** Task inputs follows **

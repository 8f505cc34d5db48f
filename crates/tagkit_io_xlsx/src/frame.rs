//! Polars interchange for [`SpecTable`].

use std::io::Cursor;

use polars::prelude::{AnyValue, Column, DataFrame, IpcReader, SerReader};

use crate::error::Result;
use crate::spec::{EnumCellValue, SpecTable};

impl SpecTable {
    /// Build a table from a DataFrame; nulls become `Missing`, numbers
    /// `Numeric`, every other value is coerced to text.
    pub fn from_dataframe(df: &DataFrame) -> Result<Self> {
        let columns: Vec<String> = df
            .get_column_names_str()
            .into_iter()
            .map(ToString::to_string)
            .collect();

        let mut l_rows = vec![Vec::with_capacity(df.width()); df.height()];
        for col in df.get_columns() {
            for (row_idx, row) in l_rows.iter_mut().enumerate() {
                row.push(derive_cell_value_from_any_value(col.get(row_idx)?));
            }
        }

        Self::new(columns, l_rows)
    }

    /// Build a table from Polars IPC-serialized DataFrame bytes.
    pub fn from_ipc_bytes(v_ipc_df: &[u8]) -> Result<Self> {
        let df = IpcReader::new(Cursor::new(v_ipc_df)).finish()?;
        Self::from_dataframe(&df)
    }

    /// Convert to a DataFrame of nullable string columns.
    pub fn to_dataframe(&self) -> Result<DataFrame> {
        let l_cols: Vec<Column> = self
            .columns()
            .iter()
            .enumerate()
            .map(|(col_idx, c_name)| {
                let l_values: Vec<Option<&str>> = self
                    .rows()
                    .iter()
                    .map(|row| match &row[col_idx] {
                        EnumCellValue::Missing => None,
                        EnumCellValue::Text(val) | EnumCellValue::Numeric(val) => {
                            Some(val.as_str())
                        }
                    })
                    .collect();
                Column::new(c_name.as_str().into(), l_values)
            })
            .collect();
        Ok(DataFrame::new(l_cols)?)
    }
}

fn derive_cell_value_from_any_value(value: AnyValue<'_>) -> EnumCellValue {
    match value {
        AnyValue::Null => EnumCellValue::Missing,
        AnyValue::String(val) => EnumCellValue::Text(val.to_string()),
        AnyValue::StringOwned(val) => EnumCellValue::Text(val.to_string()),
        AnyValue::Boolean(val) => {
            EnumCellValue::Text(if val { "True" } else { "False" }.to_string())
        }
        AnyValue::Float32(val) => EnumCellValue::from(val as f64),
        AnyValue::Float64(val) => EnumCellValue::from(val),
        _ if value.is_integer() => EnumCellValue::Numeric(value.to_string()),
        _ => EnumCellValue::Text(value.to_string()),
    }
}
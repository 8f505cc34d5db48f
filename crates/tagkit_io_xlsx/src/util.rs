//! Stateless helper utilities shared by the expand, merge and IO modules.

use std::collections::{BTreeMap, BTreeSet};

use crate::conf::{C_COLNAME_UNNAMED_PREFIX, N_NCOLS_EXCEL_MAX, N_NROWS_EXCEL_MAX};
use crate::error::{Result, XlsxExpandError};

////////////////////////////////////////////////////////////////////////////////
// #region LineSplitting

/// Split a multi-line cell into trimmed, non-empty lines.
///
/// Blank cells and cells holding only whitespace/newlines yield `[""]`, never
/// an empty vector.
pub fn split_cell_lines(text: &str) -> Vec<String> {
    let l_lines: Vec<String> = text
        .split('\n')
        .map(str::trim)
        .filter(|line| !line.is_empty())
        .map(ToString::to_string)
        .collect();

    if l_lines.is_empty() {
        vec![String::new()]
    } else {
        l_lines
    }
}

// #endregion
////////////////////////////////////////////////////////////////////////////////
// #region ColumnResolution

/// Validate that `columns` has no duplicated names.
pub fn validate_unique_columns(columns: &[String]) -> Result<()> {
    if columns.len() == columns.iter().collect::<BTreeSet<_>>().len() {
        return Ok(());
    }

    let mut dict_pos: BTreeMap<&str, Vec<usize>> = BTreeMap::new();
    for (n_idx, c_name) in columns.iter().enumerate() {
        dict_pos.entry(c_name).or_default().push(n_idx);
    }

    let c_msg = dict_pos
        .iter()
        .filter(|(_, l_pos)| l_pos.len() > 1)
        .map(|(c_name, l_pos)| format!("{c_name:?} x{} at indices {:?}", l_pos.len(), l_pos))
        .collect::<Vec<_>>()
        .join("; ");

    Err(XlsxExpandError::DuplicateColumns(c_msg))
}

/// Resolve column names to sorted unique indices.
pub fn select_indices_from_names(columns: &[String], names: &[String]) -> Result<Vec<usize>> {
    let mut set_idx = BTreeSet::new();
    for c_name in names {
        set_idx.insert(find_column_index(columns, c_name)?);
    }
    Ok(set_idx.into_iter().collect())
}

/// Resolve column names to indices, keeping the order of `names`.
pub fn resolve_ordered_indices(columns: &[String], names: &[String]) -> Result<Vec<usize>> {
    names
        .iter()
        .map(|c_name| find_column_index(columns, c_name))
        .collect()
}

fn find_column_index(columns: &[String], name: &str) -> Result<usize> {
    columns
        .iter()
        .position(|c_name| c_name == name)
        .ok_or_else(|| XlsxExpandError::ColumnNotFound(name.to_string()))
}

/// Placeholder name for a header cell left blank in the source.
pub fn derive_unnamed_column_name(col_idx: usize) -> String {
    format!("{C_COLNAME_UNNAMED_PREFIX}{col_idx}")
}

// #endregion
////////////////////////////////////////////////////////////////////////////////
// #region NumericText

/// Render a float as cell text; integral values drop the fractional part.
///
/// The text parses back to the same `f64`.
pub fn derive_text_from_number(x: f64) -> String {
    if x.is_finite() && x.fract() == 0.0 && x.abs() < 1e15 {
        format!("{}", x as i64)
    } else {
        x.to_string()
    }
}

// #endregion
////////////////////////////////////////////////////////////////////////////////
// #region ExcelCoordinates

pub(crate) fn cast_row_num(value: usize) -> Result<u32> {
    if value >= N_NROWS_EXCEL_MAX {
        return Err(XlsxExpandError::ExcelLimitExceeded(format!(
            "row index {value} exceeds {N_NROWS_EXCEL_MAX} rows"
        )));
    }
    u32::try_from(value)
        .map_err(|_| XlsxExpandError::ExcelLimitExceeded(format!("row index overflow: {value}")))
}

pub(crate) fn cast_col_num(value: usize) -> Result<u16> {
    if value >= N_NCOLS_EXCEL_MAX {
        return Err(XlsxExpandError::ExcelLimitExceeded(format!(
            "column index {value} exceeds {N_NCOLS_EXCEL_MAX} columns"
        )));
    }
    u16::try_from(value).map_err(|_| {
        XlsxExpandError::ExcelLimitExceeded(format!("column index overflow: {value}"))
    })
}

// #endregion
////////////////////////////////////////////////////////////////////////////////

** End of Task inputs **

# What is expected
Your answer must be the complete listing, reproduced exactly.

# Written response
repository 8f505cc34d5db48f
filename crates/tagkit_io_xlsx/src/frame.rs
//! Polars interchange for [`SpecTable`].

use std::io::Cursor;

use polars::prelude::{AnyValue, Column, DataFrame, IpcReader, SerReader};

use crate::error::Result;
use crate::spec::{EnumCellValue, SpecTable};

impl SpecTable {
    /// Build a table from a DataFrame; nulls become `Missing`, numbers
    /// `Numeric`, every other value is coerced to text.
    pub fn from_dataframe(df: &DataFrame) -> Result<Self> {
        let columns: Vec<String> = df
            .get_column_names_str()
            .into_iter()
            .map(ToString::to_string)
            .collect();

        let mut l_rows = vec![Vec::with_capacity(df.width()); df.height()];
        for col in df.get_columns() {
            for (row_idx, row) in l_rows.iter_mut().enumerate() {
                row.push(derive_cell_value_from_any_value(col.get(row_idx)?));
            }
        }

        Self::new(columns, l_rows)
    }

    /// Build a table from Polars IPC-serialized DataFrame bytes.
    pub fn from_ipc_bytes(v_ipc_df: &[u8]) -> Result<Self> {
        let df = IpcReader::new(Cursor::new(v_ipc_df)).finish()?;
        Self::from_dataframe(&df)
    }

    /// Convert to a DataFrame of nullable string columns.
    pub fn to_dataframe(&self) -> Result<DataFrame> {
        let l_cols: Vec<Column> = self
            .columns()
            .iter()
            .enumerate()
            .map(|(col_idx, c_name)| {
                let l_values: Vec<Option<&str>> = self
                    .rows()
                    .iter()
                    .map(|row| match &row[col_idx] {
                        EnumCellValue::Missing => None,
                        EnumCellValue::Text(val) | EnumCellValue::Numeric(val) => {
                            Some(val.as_str())
                        }
                    })
                    .collect();
                Column::new(c_name.as_str().into(), l_values)
            })
            .collect();
        Ok(DataFrame::new(l_cols)?)
    }
}

fn derive_cell_value_from_any_value(value: AnyValue<'_>) -> EnumCellValue {
    match value {
        AnyValue::Null => EnumCellValue::Missing,
        AnyValue::String(val) => EnumCellValue::Text(val.to_string()),
        AnyValue::StringOwned(val) => EnumCellValue::Text(val.to_string()),
        AnyValue::Boolean(val) => {
            EnumCellValue::Text(if val { "True" } else { "False" }.to_string())
        }
        AnyValue::Float32(val) => EnumCellValue::from(val as f64),
        AnyValue::Float64(val) => EnumCellValue::from(val),
        _ if value.is_integer() => EnumCellValue::Numeric(value.to_string()),
        _ => EnumCellValue::Text(value.to_string()),
    }
}
repository 8f505cc34d5db48f
filename crates/tagkit_io_xlsx/src/util.rs
//! Stateless helper utilities shared by the expand, merge and IO modules.

use std::collections::{BTreeMap, BTreeSet};

use crate::conf::{C_COLNAME_UNNAMED_PREFIX, N_NCOLS_EXCEL_MAX, N_NROWS_EXCEL_MAX};
use crate::error::{Result, XlsxExpandError};

////////////////////////////////////////////////////////////////////////////////
// #region LineSplitting

/// Split a multi-line cell into trimmed, non-empty lines.
///
/// Blank cells and cells holding only whitespace/newlines yield `[""]`, never
/// an empty vector.
pub fn split_cell_lines(text: &str) -> Vec<String> {
    let l_lines: Vec<String> = text
        .split('\n')
        .map(str::trim)
        .filter(|line| !line.is_empty())
        .map(ToString::to_string)
        .collect();

    if l_lines.is_empty() {
        vec![String::new()]
    } else {
        l_lines
    }
}

// #endregion
////////////////////////////////////////////////////////////////////////////////
// #region ColumnResolution

/// Validate that `columns` has no duplicated names.
pub fn validate_unique_columns(columns: &[String]) -> Result<()> {
    if columns.len() == columns.iter().collect::<BTreeSet<_>>().len() {
        return Ok(());
    }

    let mut dict_pos: BTreeMap<&str, Vec<usize>> = BTreeMap::new();
    for (n_idx, c_name) in columns.iter().enumerate() {
        dict_pos.entry(c_name).or_default().push(n_idx);
    }

    let c_msg = dict_pos
        .iter()
        .filter(|(_, l_pos)| l_pos.len() > 1)
        .map(|(c_name, l_pos)| format!("{c_name:?} x{} at indices {:?}", l_pos.len(), l_pos))
        .collect::<Vec<_>>()
        .join("; ");

    Err(XlsxExpandError::DuplicateColumns(c_msg))
}

/// Resolve column names to sorted unique indices.
pub fn select_indices_from_names(columns: &[String], names: &[String]) -> Result<Vec<usize>> {
    let mut set_idx = BTreeSet::new();
    for c_name in names {
        set_idx.insert(find_column_index(columns, c_name)?);
    }
    Ok(set_idx.into_iter().collect())
}

/// Resolve column names to indices, keeping the order of `names`.
pub fn resolve_ordered_indices(columns: &[String], names: &[String]) -> Result<Vec<usize>> {
    names
        .iter()
        .map(|c_name| find_column_index(columns, c_name))
        .collect()
}

fn find_column_index(columns: &[String], name: &str) -> Result<usize> {
    columns
        .iter()
        .position(|c_name| c_name == name)
        .ok_or_else(|| XlsxExpandError::ColumnNotFound(name.to_string()))
}

/// Placeholder name for a header cell left blank in the source.
pub fn derive_unnamed_column_name(col_idx: usize) -> String {
    format!("{C_COLNAME_UNNAMED_PREFIX}{col_idx}")
}

// #endregion
////////////////////////////////////////////////////////////////////////////////
// #region NumericText

/// Render a float as cell text; integral values drop the fractional part.
///
/// The text parses back to the same `f64`.
pub fn derive_text_from_number(x: f64) -> String {
    if x.is_finite() && x.fract() == 0.0 && x.abs() < 1e15 {
        format!("{}", x as i64)
    } else {
        x.to_string()
    }
}

// #endregion
////////////////////////////////////////////////////////////////////////////////
// #region ExcelCoordinates

pub(crate) fn cast_row_num(value: usize) -> Result<u32> {
    if value >= N_NROWS_EXCEL_MAX {
        return Err(XlsxExpandError::ExcelLimitExceeded(format!(
            "row index {value} exceeds {N_NROWS_EXCEL_MAX} rows"
        )));
    }
    u32::try_from(value)
        .map_err(|_| XlsxExpandError::ExcelLimitExceeded(format!("row index overflow: {value}")))
}

pub(crate) fn cast_col_num(value: usize) -> Result<u16> {
    if value >= N_NCOLS_EXCEL_MAX {
        return Err(XlsxExpandError::ExcelLimitExceeded(format!(
            "column index {value} exceeds {N_NCOLS_EXCEL_MAX} columns"
        )));
    }
    u16::try_from(value).map_err(|_| {
        XlsxExpandError::ExcelLimitExceeded(format!("column index overflow: {value}"))
    })
}

// #endregion
////////////////////////////////////////////////////////////////////////////////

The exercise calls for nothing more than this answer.